== PROBLEM ==
Up to and including the line containing "disease analysis out", retype each line of the listing below exactly, beginning with the first.

== EXERCISE INPUT ==
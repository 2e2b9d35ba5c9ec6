//! Client for the external prediction service.
//!
//! Three endpoints, all treated as black boxes:
//! - `POST /predict_crop` – soil and climate parameters in, recommended crop out
//! - `POST /predict_disease` – plant image in, disease class and confidence out
//! - `POST /analyze` – plant image in, free-text disease analysis out

use std::time::Duration;

use reqwest::multipart::{Form, Part};
use reqwest::Client;
use serde::{de::DeserializeOwned, Deserialize, Serialize};
use tracing::{debug, error, info};

use crate::error::PredictionError;

// ---

#[derive(Debug, Clone, Copy, PartialEq, Eq, Serialize, Deserialize, clap::ValueEnum)]
pub enum SoilType {
    Sandy,
    Loamy,
    Black,
    Clayey,
    Red,
}

/// Body of a crop prediction request. Field names follow the service.
#[derive(Debug, Clone, PartialEq, Serialize)]
pub struct CropPredictionRequest {
    // ---
    #[serde(rename = "Temperature")]
    pub temperature: f64,
    #[serde(rename = "Humidity")]
    pub humidity: f64,
    #[serde(rename = "Moisture")]
    pub moisture: f64,
    #[serde(rename = "Soil Type")]
    pub soil_type: SoilType,
    #[serde(rename = "Nitrogen")]
    pub nitrogen: f64,
    #[serde(rename = "Potassium")]
    pub potassium: f64,
    #[serde(rename = "Phosphorus")]
    pub phosphorus: f64,
}

#[derive(Debug, Clone, PartialEq, Deserialize)]
pub struct CropPrediction {
    pub predicted_crop: String,
    pub status: String,
}

#[derive(Debug, Clone, PartialEq, Deserialize)]
pub struct DiseaseClass {
    pub confidence: f64,
    pub predicted_class: String,
    pub predicted_index: i64,
}

#[derive(Debug, Clone, PartialEq, Deserialize)]
pub struct DiseasePrediction {
    pub prediction: DiseaseClass,
    pub status: String,
}

#[derive(Debug, Clone, PartialEq, Deserialize)]
pub struct DiseaseAnalysis {
    pub analysis: String,
    pub status: String,
}

#[derive(Debug, Clone)]
pub struct PredictionClient {
    client: Client,
    base_url: String,
}

impl PredictionClient {
    // ---
    pub fn new(base_url: &str, timeout: Duration) -> Result<Self, PredictionError> {
        // ---
        let client = Client::builder().timeout(timeout).build()?;
        Ok(Self {
            client,
            base_url: base_url.trim_end_matches('/').to_string(),
        })
    }

    /// Recommend a crop for the given soil and climate.
    pub async fn predict_crop(
        &self,
        request: &CropPredictionRequest,
    ) -> Result<CropPrediction, PredictionError> {
        // ---
        info!("Requesting crop prediction for {:?} soil", request.soil_type);
        let response = self
            .client
            .post(self.url("predict_crop"))
            .json(request)
            .send()
            .await?;

        let prediction: CropPrediction = Self::decode(response).await?;
        info!("Predicted crop: {}", prediction.predicted_crop);
        Ok(prediction)
    }

    /// Classify the disease visible in a plant image.
    pub async fn predict_disease(
        &self,
        image: Vec<u8>,
        file_name: &str,
    ) -> Result<DiseasePrediction, PredictionError> {
        // ---
        let form = Form::new().part("file", image_part(image, file_name));
        let response = self
            .client
            .post(self.url("predict_disease"))
            .multipart(form)
            .send()
            .await?;

        Self::decode(response).await
    }

    /// Free-text analysis of a plant image.
    pub async fn analyze_disease(
        &self,
        image: Vec<u8>,
        file_name: &str,
    ) -> Result<DiseaseAnalysis, PredictionError> {
        // ---
        let form = Form::new().part("imagefile", image_part(image, file_name));
        let response = self
            .client
            .post(self.url("analyze"))
            .multipart(form)
            .send()
            .await?;

        Self::decode(response).await
    }

    fn url(&self, path: &str) -> String {
        format!("{}/{}", self.base_url, path)
    }

    async fn decode<T: DeserializeOwned>(response: reqwest::Response) -> Result<T, PredictionError> {
        // ---
        let status = response.status();
        debug!("Prediction service answered {} for {}", status, response.url());

        if !status.is_success() {
            error!("Prediction request failed with status: {}", status);
            return Err(PredictionError::Status(status.as_u16()));
        }
        Ok(response.json().await?)
    }
}

fn image_part(image: Vec<u8>, file_name: &str) -> Part {
    Part::bytes(image).file_name(file_name.to_string())
}

#[cfg(test)]
mod tests {
    // ---
    use super::*;
    use serde_json::json;

    #[test]
    fn test_crop_request_field_names() {
        // ---
        let request = CropPredictionRequest {
            temperature: 26.0,
            humidity: 52.0,
            moisture: 38.0,
            soil_type: SoilType::Black,
            nitrogen: 37.0,
            potassium: 0.0,
            phosphorus: 0.0,
        };

        assert_eq!(
            serde_json::to_value(&request).unwrap(),
            json!({
                "Temperature": 26.0,
                "Humidity": 52.0,
                "Moisture": 38.0,
                "Soil Type": "Black",
                "Nitrogen": 37.0,
                "Potassium": 0.0,
                "Phosphorus": 0.0
            })
        );
    }

    #[test]
    fn test_disease_response_shape() {
        // ---
        let body = json!({
            "prediction": {
                "confidence": 0.973,
                "predicted_class": "Tomato___Late_blight",
                "predicted_index": 30
            },
            "status": "success"
        });

        let parsed: DiseasePrediction = serde_json::from_value(body).unwrap();
        assert_eq!(parsed.prediction.predicted_class, "Tomato___Late_blight");
        assert_eq!(parsed.prediction.predicted_index, 30);
    }

    #[test]
    fn test_url_join() {
        // ---
        let client = PredictionClient::new("https://predict.example.com/", Duration::from_secs(5)).unwrap();
        assert_eq!(client.url("analyze"), "https://predict.example.com/analyze");
    }
}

== EXERCISE SOLUTION ==
repository 2e2b9d35ba5c9ec6
//! Client for the external prediction service.
//!
//! Three endpoints, all treated as black boxes:
//! - `POST /predict_crop` – soil and climate parameters in, recommended crop out
//! - `POST /predict_disease` – plant image in, disease class and confidence out
//! - `POST /analyze` – plant image in, free-text disease analysis out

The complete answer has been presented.